Top 5 Pantry Must-Haves

by in Grocery Shopping, Healthy Tips, July 23, 2009

Even with loads of fresh produce coming into season now, you still need to keep your pantry stocked with some go-to staples. In addition to standards like brown rice and whole-wheat pasta, here are some other pantry must-haves that are affordable, healthy and easy to find.

1) Quinoa
We’re cautious about throwing the term “superfood” around, but quinoa is a definite food star. It has the same calories as pasta or brown rice but more fiber, iron and B-vitamins (including folate and thiamin). One cup of cooked quinoa has 8 grams of protein, compared to 5 grams in a cup of brown rice. Quinoa cooks up in less than 15 minutes; it has a chewy texture and nutty bite that works for salads, stuffings or a simple side dish. I love to make quinoa salad with roasted sweet potatoes, black beans, scallions and feta cheese or a hot breakfast cereal with honey and cinnamon.

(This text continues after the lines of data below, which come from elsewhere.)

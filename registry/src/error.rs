//! Error types for registry operations.
//!
//! Covers configuration and package file I/O, serialization, registration
//! conflicts, and failures surfaced from declaring or invoking commands.

use slash_schema_command::InvokeError;
use slash_schema_core::DeclarationError;
use thiserror::Error;

/// Errors that can occur while building or using a registry.
#[derive(Debug, Error)]
pub enum RegistryError {
    /// File I/O failure.
    #[error("I/O error: {0}")]
    IoError(#[from] std::io::Error),

    /// JSON parsing or serialization failure.
    #[error("JSON error: {0}")]
    JsonError(#[from] serde_json::Error),

    /// YAML parsing or serialization failure.
    #[error("YAML error: {0}")]
    YamlError(#[from] serde_yaml::Error),

    /// Two commands were registered under the same name.
    #[error("command `{0}` is registered more than once")]
    DuplicateCommand(String),

    /// Dispatch named a command that is not registered.
    #[error("unknown command `{0}`")]
    UnknownCommand(String),

    /// A command failed to declare.
    #[error(transparent)]
    Declaration(#[from] DeclarationError),

    /// A dispatched invocation failed.
    #[error("command `{command}` failed: {source}")]
    Invoke {
        command: String,
        source: InvokeError,
    },
}

/// Convenience alias for results with [`RegistryError`].
pub type Result<T> = std::result::Result<T, RegistryError>;
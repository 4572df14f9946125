//! Invocation-time errors.

use slash_schema_core::BindError;
use thiserror::Error;

/// Errors that abort a single command invocation.
#[derive(Debug, Clone, PartialEq, Eq, Error)]
pub enum InvokeError {
    /// The supplied option values could not be bound.
    #[error(transparent)]
    Bind(#[from] BindError),

    /// A class-based command could not create its per-invocation instance.
    #[error("cannot instantiate `{class}`: {reason}")]
    ClassInit { class: String, reason: String },
}
//! Generic client trait for unified database access.

use crate::error::{OrmError, OrmResult};
use crate::executor::with_timeout;
use crate::row::{Record, record_from_row};
use crate::value::Value;
use std::time::Duration;
use tokio_postgres::types::ToSql;

/// A trait that unifies database clients, transactions and the pooled [`Database`](crate::Database).
///
/// SQL handed to a client is already numbered (`$1, $2, ...`) and `params`
/// line up with those placeholders.
pub trait GenericClient: Send + Sync {
    /// Execute a query and return all rows as records.
    fn query(
        &self,
        sql: &str,
        params: &[Value],
    ) -> impl std::future::Future<Output = OrmResult<Vec<Record>>> + Send;

    /// Execute a statement and return the number of affected rows.
    fn execute(
        &self,
        sql: &str,
        params: &[Value],
    ) -> impl std::future::Future<Output = OrmResult<u64>> + Send;

    /// Return a cancellation token for the underlying connection, if supported.
    ///
    /// Used for best-effort server-side cancellation when a timeout triggers.
    fn cancel_token(&self) -> Option<tokio_postgres::CancelToken> {
        None
    }

    /// Timeout applied to statements that do not set their own.
    fn query_timeout(&self) -> Option<Duration> {
        None
    }

    /// [`query`](Self::query) bounded by `timeout`, cancelling on the server when it expires.
    ///
    /// Handles that check out a connection per call override this so the
    /// cancel reaches the connection actually running the statement.
    fn query_with_timeout(
        &self,
        sql: &str,
        params: &[Value],
        timeout: Option<Duration>,
    ) -> impl std::future::Future<Output = OrmResult<Vec<Record>>> + Send {
        with_timeout(self, timeout, self.query(sql, params))
    }

    /// [`execute`](Self::execute) bounded by `timeout`.
    fn execute_with_timeout(
        &self,
        sql: &str,
        params: &[Value],
        timeout: Option<Duration>,
    ) -> impl std::future::Future<Output = OrmResult<u64>> + Send {
        with_timeout(self, timeout, self.execute(sql, params))
    }
}

fn param_refs(params: &[Value]) -> Vec<&(dyn ToSql + Sync)> {
    params.iter().map(|v| v as &(dyn ToSql + Sync)).collect()
}

impl GenericClient for tokio_postgres::Client {
    async fn query(&self, sql: &str, params: &[Value]) -> OrmResult<Vec<Record>> {
        let rows = tokio_postgres::Client::query(self, sql, &param_refs(params))
            .await
            .map_err(OrmError::from_db_error)?;
        rows.iter().map(record_from_row).collect()
    }

    async fn execute(&self, sql: &str, params: &[Value]) -> OrmResult<u64> {
        tokio_postgres::Client::execute(self, sql, &param_refs(params))
            .await
            .map_err(OrmError::from_db_error)
    }

    fn cancel_token(&self) -> Option<tokio_postgres::CancelToken> {
        Some(tokio_postgres::Client::cancel_token(self))
    }
}

impl GenericClient for tokio_postgres::Transaction<'_> {
    async fn query(&self, sql: &str, params: &[Value]) -> OrmResult<Vec<Record>> {
        let rows = tokio_postgres::Transaction::query(self, sql, &param_refs(params))
            .await
            .map_err(OrmError::from_db_error)?;
        rows.iter().map(record_from_row).collect()
    }

    async fn execute(&self, sql: &str, params: &[Value]) -> OrmResult<u64> {
        tokio_postgres::Transaction::execute(self, sql, &param_refs(params))
            .await
            .map_err(OrmError::from_db_error)
    }

    fn cancel_token(&self) -> Option<tokio_postgres::CancelToken> {
        Some(tokio_postgres::Transaction::cancel_token(self))
    }
}

// ===== deadpool-postgres support =====

#[cfg(feature = "pool")]
impl GenericClient for deadpool_postgres::Client {
    async fn query(&self, sql: &str, params: &[Value]) -> OrmResult<Vec<Record>> {
        // Delegate to the deref target (ClientWrapper / tokio_postgres::Client).
        GenericClient::query(&***self, sql, params).await
    }

    async fn execute(&self, sql: &str, params: &[Value]) -> OrmResult<u64> {
        GenericClient::execute(&***self, sql, params).await
    }

    fn cancel_token(&self) -> Option<tokio_postgres::CancelToken> {
        GenericClient::cancel_token(&***self)
    }
}

impl<C: GenericClient> GenericClient for &C {
    async fn query(&self, sql: &str, params: &[Value]) -> OrmResult<Vec<Record>> {
        (**self).query(sql, params).await
    }

    async fn execute(&self, sql: &str, params: &[Value]) -> OrmResult<u64> {
        (**self).execute(sql, params).await
    }

    fn cancel_token(&self) -> Option<tokio_postgres::CancelToken> {
        (**self).cancel_token()
    }

    fn query_timeout(&self) -> Option<Duration> {
        (**self).query_timeout()
    }

    async fn query_with_timeout(
        &self,
        sql: &str,
        params: &[Value],
        timeout: Option<Duration>,
    ) -> OrmResult<Vec<Record>> {
        (**self).query_with_timeout(sql, params, timeout).await
    }

    async fn execute_with_timeout(
        &self,
        sql: &str,
        params: &[Value],
        timeout: Option<Duration>,
    ) -> OrmResult<u64> {
        (**self).execute_with_timeout(sql, params, timeout).await
    }
}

2) Spices for Sweet & Savory Flavor
Spices like cinnamon and curry powder are versatile and delicious — you just need to know what to do with them. Add cinnamon to oatmeal, smoothies and dry rub marinades. Use curry powder to liven up chicken salad, seafood, soups or noodle dishes. These spices also have unique health benefits. Cinnamon has been linked to lowering blood pressure and controlling blood sugar; while curry contains turmeric, which has anti-inflammatory properties. Stick to buying small containers and skip the bulk-sized ones (you’ll never use all of it before the spices get stale and bland); or go for bulk and divvy them up among friends and family — and split the cost.

3) Dijon Mustard
Dijon mustard brings on the flavor without the fat and calories — better yet, it’s free of that pesky high-fructose corn syrup, which lurks in many other condiments. Use it to add creaminess to sauces and salad dressings without the fat and calories of oil or mayo. At 5 calories per teaspoon, tangy Dijon isn’t just for sandwiches; it makes light and delicious marinades, dips and sauces for chicken, pork or seafood.

4) Walnut Oil
This one might be a bit exotic to you. Walnut oil is a concentrated source of healthy omega-3 fats, which is hard to come by in other nuts. It has a rich, nutty flavor that’s different than any other oil in your pantry. A little goes a long way — it’s perfect for a light drizzle over grilled fish, salads or roasted vegetables. There’s no need to heat this oil; it will lose some of its flavor.

5) Local Honey
Honey is a natural sweetener with more flavor and nutrients than refined sugar and high-fructose corn syrup. Since it has the same calorie count as sugar, just use a drizzle. Look for locally honey at the farmers’ market or grocery store — they are often more affordable. Use it in baked goods, salad dressings, hot or cold drinks and marinades. I also love it on toasted bread.

Must-Ditch Items
Your kitchen is better off without these packaged goods. They contain few nutrients and too much sodium, trans fat, sugar and preservatives. They’re often more expensive, too.
• Sugary Cereals
• Packaged Baked Goods (cookies, muffins, pastries)
• Canned soups (low-sodium varieties are okay)
• Snack foods — especially cheesy crackers and wild flavored potato chips

TELL US: What’s the one item in your pantry you can’t live without?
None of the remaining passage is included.